Jonathan Buckley, Richard J. Maunder, Andrew Foey, Janet Pearce, Adalberto L. Val and Katherine A. Sloman
The Journal of Experimental Biology 213, 3787-3795, 2010[/url]
Vertebrates display a wide variety of parental care behaviours, including the guarding of offspring pre and post nutritional independence as well as the direct provision of nutrients during the early development period. The Amazonian cichlid Symphysodon spp. (discus fish) is unusual among fish species, in that both parents provide offspring with mucus secretions to feed from after hatching. This extensive provision of care, which can last up to a month, imposes a physiological demand on both parents and gives rise to conflict between the parent and offspring.
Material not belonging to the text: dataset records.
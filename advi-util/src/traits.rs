use nalgebra::DVector;
use rand::rngs::SmallRng;

use crate::errors::AdviError;

/// A differentiable log-density on an unconstrained parameter space.
///
/// The density is the joint log-likelihood plus log-prior, already
/// transformed to unconstrained coordinates with the log-absolute-Jacobian
/// term folded in. Evaluation may fail recoverably on pathological inputs
/// (overflow, out-of-domain); callers treat a failure or a non-finite
/// return the same way.
pub trait Model {
    /// Number of unconstrained parameters.
    fn num_params(&self) -> usize;

    /// Joint log-density at `z`.
    fn log_prob(&self, z: &DVector<f32>) -> anyhow::Result<f32>;

    /// Joint log-density at `z`, writing its gradient into `grad`.
    ///
    /// `grad` has length `num_params()`. How the gradient is obtained is
    /// the model's business (analytic, autodiff, ...).
    fn log_prob_grad(&self, z: &DVector<f32>, grad: &mut DVector<f32>) -> anyhow::Result<f32>;
}

/// A location-scale variational family over the model's unconstrained space.
///
/// The family owns one flat parameter vector. Scale parameters live in
/// log-space (mean-field) or Cholesky-factor space (full-rank) inside that
/// vector, so the optimizer can apply additive element-wise updates without
/// ever producing an invalid distribution.
pub trait VariationalFamily {
    /// Fresh family located at `cont_params` with unit scales.
    fn from_initial(cont_params: &DVector<f32>) -> Self;

    /// Re-center at `cont_params` and restore unit scales in place.
    fn reset(&mut self, cont_params: &DVector<f32>);

    /// Length of the flat parameter vector.
    fn dimension(&self) -> usize;

    /// Number of model parameters `D` this family approximates.
    fn num_model_params(&self) -> usize;

    /// Location parameter (length `D`).
    fn mean(&self) -> DVector<f32>;

    /// Draw one `z` from the current distribution into `out` using the
    /// reparameterization `z = μ + σ ⊙ ε` or `z = μ + Lε`.
    fn sample(&self, rng: &mut SmallRng, out: &mut DVector<f32>);

    /// Differential entropy in closed form.
    fn entropy(&self) -> f32;

    /// Accumulate a Monte-Carlo estimate of `∇ ELBO` over `n_mc` draws
    /// into `out` (length `dimension()`), including the analytic entropy
    /// gradient. Draws with a failed or non-finite evaluation are dropped
    /// and redrawn; once `n_mc` draws have been dropped the estimate is
    /// abandoned with [`AdviError::IllConditioned`].
    ///
    /// Does not mutate the family.
    fn elbo_grad<M: Model>(
        &self,
        model: &M,
        n_mc: usize,
        rng: &mut SmallRng,
        out: &mut DVector<f32>,
    ) -> Result<(), AdviError>;

    /// Flat parameter vector.
    fn params(&self) -> &DVector<f32>;

    /// Mutable flat parameter vector for optimizer updates.
    fn params_mut(&mut self) -> &mut DVector<f32>;
}
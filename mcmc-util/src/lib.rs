//! Markov chain Monte Carlo samplers over the same differentiable model
//! interface the variational engine consumes.
//!
//! Two gradient-based samplers are provided: Hamiltonian Monte Carlo with
//! a static integration time, and the No-U-Turn Sampler (slice variant
//! with tree doubling). Both use a unit Euclidean metric and treat a
//! failed or non-finite log-density as an infinite-energy state.

/// Collected samples with posterior summaries
pub mod chain;

/// Hamiltonian Monte Carlo with static integration time
pub mod hmc;

/// No-U-Turn Sampler
pub mod nuts;

pub use chain::McmcChain;
pub use hmc::{HmcOptions, StaticHmc};
pub use nuts::{Nuts, NutsOptions};
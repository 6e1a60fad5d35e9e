use std::fmt;
use std::str::FromStr;

use bufnet_metadata::Metadata;
use bytes::Bytes;

use crate::status::RpcStatus;
use crate::{Error, Result};

/// Per-call options.
#[derive(Debug, Clone, Default, PartialEq, Eq)]
pub struct CallOptions {
	/// Metadata sent with the call. Empty metadata sends nothing.
	pub metadata: Metadata,
}

impl CallOptions {
	/// Options carrying `metadata`.
	pub fn with_metadata(metadata: Metadata) -> Self {
		Self { metadata }
	}
}

/// Shape of a streaming call, fixed per call site.
#[derive(Debug, Clone, Copy, PartialEq, Eq, Hash)]
pub enum StreamKind {
	/// Many requests, one response.
	Client,
	/// One request, many responses.
	Server,
	/// Many requests, many responses.
	Bidi,
}

impl StreamKind {
	/// Lowercase name, as accepted by [`FromStr`].
	pub const fn as_str(self) -> &'static str {
		match self {
			Self::Client => "client",
			Self::Server => "server",
			Self::Bidi => "bidi",
		}
	}
}

impl fmt::Display for StreamKind {
	fn fmt(&self, f: &mut fmt::Formatter<'_>) -> fmt::Result {
		f.write_str(self.as_str())
	}
}

impl FromStr for StreamKind {
	type Err = Error;

	fn from_str(s: &str) -> Result<Self> {
		match s {
			"client" => Ok(Self::Client),
			"server" => Ok(Self::Server),
			"bidi" => Ok(Self::Bidi),
			other => Err(Error::Argument(format!("unknown stream kind {other:?}"))),
		}
	}
}

/// Settled outcome of a unary (or client-streaming) call.
#[derive(Debug, Clone, PartialEq, Eq)]
pub struct RpcResult {
	/// Leading metadata sent by the responder.
	pub header: Metadata,
	/// Trailing metadata sent by the responder.
	pub trailer: Metadata,
	/// Response message; empty unless `status` is OK.
	pub response: Bytes,
	/// Final status.
	pub status: RpcStatus,
}

/// Result of one `recv` on a stream.
#[derive(Debug, Clone, PartialEq, Eq)]
pub enum StreamItem {
	/// An inbound message.
	Message(Bytes),
	/// The stream is over. Every later `recv` returns the same record.
	End(StreamEnd),
}

impl StreamItem {
	/// Returns true for [`StreamItem::End`].
	pub fn is_end(&self) -> bool {
		matches!(self, Self::End(_))
	}
}

/// Terminal record of a stream.
#[derive(Debug, Clone, Default, PartialEq, Eq)]
pub struct StreamEnd {
	/// Trailing metadata; empty if the stream was cancelled locally.
	pub trailer: Metadata,
	/// Final status.
	pub status: RpcStatus,
}

impl StreamEnd {
	pub(crate) fn cancelled() -> Self {
		Self {
			trailer: Metadata::new(),
			status: RpcStatus::cancelled(),
		}
	}
}

/// Checks that `method` has the `/package.Service/Method` form.
pub(crate) fn validate_method(method: &str) -> Result<()> {
	let valid = method
		.strip_prefix('/')
		.and_then(|rest| rest.split_once('/'))
		.is_some_and(|(service, name)| !service.is_empty() && !name.is_empty() && !name.contains('/'));
	if valid {
		Ok(())
	} else {
		Err(Error::Argument(format!("malformed method name {method:?}")))
	}
}
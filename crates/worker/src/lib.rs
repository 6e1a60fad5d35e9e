//! Worker primitives shared by the bufnet bridge.
//!
//! * [`Scope`] counts outstanding operations so teardown can wait for them.
//! * [`Bridge`] runs blocking units on a runtime's blocking pool and hands
//!   back [`Pending`] values the host can await or block on.
//! * [`CallContext`] and [`FinishHook`] carry per-call cancellation.
//! * [`RuntimeHost`] owns the multi-threaded runtime everything runs on.

mod bridge;
mod class;
mod context;
mod panic;
mod scope;
mod spawn;

pub use bridge::{Bridge, Pending, UnitFailure};
pub use class::TaskClass;
pub use context::{CallContext, FinishHook};
pub use panic::{join_error_panic_message, panic_message};
pub use scope::{Scope, ScopeGuard};
pub use spawn::{RuntimeHost, RuntimeOptions};

#[cfg(test)]
mod panic_tests;
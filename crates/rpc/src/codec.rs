//! Byte-transparent gRPC codec.

use bytes::{Buf, BufMut, Bytes};
use tonic::Status;
use tonic::codec::{Codec, DecodeBuf, Decoder, EncodeBuf, Encoder};

/// Moves already-serialized messages through tonic untouched.
#[derive(Debug, Clone, Copy, Default)]
pub struct PassThroughCodec;

impl Codec for PassThroughCodec {
	type Encode = Bytes;
	type Decode = Bytes;
	type Encoder = PassThroughCodec;
	type Decoder = PassThroughCodec;

	fn encoder(&mut self) -> Self::Encoder {
		PassThroughCodec
	}

	fn decoder(&mut self) -> Self::Decoder {
		PassThroughCodec
	}
}

impl Encoder for PassThroughCodec {
	type Item = Bytes;
	type Error = Status;

	fn encode(&mut self, item: Self::Item, dst: &mut EncodeBuf<'_>) -> Result<(), Self::Error> {
		dst.put_slice(&item);
		Ok(())
	}
}

impl Decoder for PassThroughCodec {
	type Item = Bytes;
	type Error = Status;

	fn decode(&mut self, src: &mut DecodeBuf<'_>) -> Result<Option<Self::Item>, Self::Error> {
		let len = src.remaining();
		Ok(Some(src.copy_to_bytes(len)))
	}
}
Here, we investigated the relationship between parents and offspring during a breeding cycle, determining both mucus composition (total protein, cortisol, immunoglobulin, and Na+, K+ and Ca2+ concentrations) and the behavioural dynamics of the parent–offspring relationship. Over the course of a breeding cycle, a significant increase in offspring bite rate was recorded, with a concomitant increase in the frequency of turns the male and female parent took at caring for their young. A peak in mucus antibody provision was seen as offspring reached the free-swimming stage, suggesting a role analogous to colostrum provision in mammals. Mucus protein content was lowest during the second and third weeks of free swimming, and a weaning period, similar to that seen in mammalian parental care, occurred when the offspring had been free swimming for ~3 weeks. In many ways, the parental behaviour of discus fish is more similar to mammalian and avian parental care than other fish species, and represents an exciting aquatic model for studying the parent–offspring conflict.